New guidelines provide pathway to end homelessness, with housing as the foundation.


A collaborative approach is required to build healthcare pathways that will end homelessness in Canada. Clinicians can and must play a role by tailoring their interventions using a comprehensive new clinical guideline on homelessness published in CMAJ (Canadian Medical Association Journal).

The guidelines aim to inform clinicians, and encourage collaboration with community organizations and policy-makers, around priority steps and evidence-based interventions to treat homeless and precariously housed people at risk of homelessness.

“Homelessness has become a health emergency, not just a social issue. And we now know how to end it,” says Dr. Kevin Pottie, Bruyère Research Institute and the University of Ottawa, Ottawa, Ontario. “It is critical to bring more clinicians into the conversation about homelessness and vulnerably housed people.”

A network of clinicians, academics, governmental and nongovernmental stakeholders, called the Homeless Health Research Network, as well as five people with lived experience of homelessness, created the guideline. A steering committee with representatives from across Canada helped coordinate the process.

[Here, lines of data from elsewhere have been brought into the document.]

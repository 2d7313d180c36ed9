//! Structural validation of normalized markup.
//!
//! This is a cheap gate, not a parser: it catches the failure modes the
//! normalizer cannot repair (nothing left, no graph header, truncated body)
//! before the markup is sent to the render service. Anything subtler is left
//! to the render service's syntax probe.

use crate::error::MarkupError;
use once_cell::sync::Lazy;
use regex::Regex;

static RE_KEYWORD: Lazy<Regex> =
    Lazy::new(|| Regex::new(r"^(?:strict\s+)?(?:di)?graph").unwrap());

/// Check that `markup` looks like a complete graph description.
///
/// Returns the input unchanged on success so calls can be chained.
pub fn validate(markup: &str) -> Result<&str, MarkupError> {
    let trimmed = markup.trim();
    if trimmed.is_empty() {
        return Err(MarkupError::EmptyMarkup);
    }
    if !RE_KEYWORD.is_match(&trimmed.to_lowercase()) {
        return Err(MarkupError::MissingKeyword);
    }

    let open = markup.matches('{').count();
    let close = markup.matches('}').count();
    if open != close {
        return Err(MarkupError::UnbalancedBraces { open, close });
    }

    Ok(markup)
}

/// Total form of [`validate`]: `(true, "")` or `(false, reason)`.
pub fn validation_report(markup: &str) -> (bool, String) {
    match validate(markup) {
        Ok(_) => (true, String::new()),
        Err(e) => (false, e.to_string()),
    }
}

#[cfg(test)]
mod tests {
    use super::*;

    #[test]
    fn empty_markup() {
        assert_eq!(validate(""), Err(MarkupError::EmptyMarkup));
        assert_eq!(validate("  \n "), Err(MarkupError::EmptyMarkup));
        assert_eq!(
            validation_report(""),
            (false, "DOT code is empty".to_string())
        );
    }

    #[test]
    fn missing_keyword() {
        assert_eq!(validate("not a graph at all"), Err(MarkupError::MissingKeyword));
        let (ok, reason) = validation_report("flowchart { a }");
        assert!(!ok);
        assert!(reason.contains("digraph"), "got: {reason}");
    }

    #[test]
    fn keyword_is_case_insensitive() {
        assert!(validate("DiGraph G { a -> b }").is_ok());
        assert!(validate("  GRAPH { a -- b }  ").is_ok());
    }

    #[test]
    fn strict_prefix_is_accepted() {
        assert!(validate("strict digraph G { a -> b; }").is_ok());
        assert!(validate("STRICT graph { a -- b }").is_ok());
        assert_eq!(
            validate("strict G { a -> b; }"),
            Err(MarkupError::MissingKeyword)
        );
    }

    #[test]
    fn unbalanced_braces() {
        assert_eq!(
            validate("digraph G { A -> B"),
            Err(MarkupError::UnbalancedBraces { open: 1, close: 0 })
        );
        assert_eq!(
            validation_report("digraph G { a; }}").1,
            "Unbalanced braces: 1 opening, 2 closing"
        );
    }

    #[test]
    fn valid_markup_is_returned_unchanged() {
        let markup = "digraph G {\n  subgraph cluster_0 { a; }\n  a -> b;\n}";
        assert_eq!(validate(markup), Ok(markup));
        assert_eq!(validation_report(markup), (true, String::new()));
    }
}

“Housing is medicine,” says Amanda DiFalco, fellow at the Institute of Global Homelessness, and who has experienced homelessness. “We need to integrate these guidelines into health policy and how we teach the next generation of clinicians.”

Clinicians can learn to adapt their clinical approach to meet a patient’s needs – both social and medical.

The guidelines recommend the following interventions to help patients who are homeless or vulnerably housed:
  1. Permanent supportive housing – connect homeless or vulnerable housing people to a local housing coordinator or case manager to provide links to housing options
  2. Income assistance – help people with income insecurity to find and access income-support resources
  3. Case management – ensure people with mental health and substance use disorders access local mental health programs and psychiatric services
  4. Opioid agonist therapy – provide access to opioid agonist therapy in primary care or referral to an addiction specialist
  5. Harm-reduction – for people with substance use issues, identify appropriate management or refer to local addiction and harm reduction services
The homeless population in Canada has changed considerably over the last 25 years, from a largely middle-aged urban male population to increasing numbers of women, youth, Indigenous people, older adults and even families. The estimated homeless population in 2014 was 235,000 of whom 27.3% were women, 18.7% were youth, 6% were recent immigrants or migrants and growing numbers of seniors.

“The successful implementation of the guideline starts with permanent supportive housing for all,” says Tim Aubry, University of Ottawa. “Then begins the work of tailoring our health interventions to guide people out of homelessness, a deadly and disabling condition.”

The Homeless Health Research Network will update the guideline every five years.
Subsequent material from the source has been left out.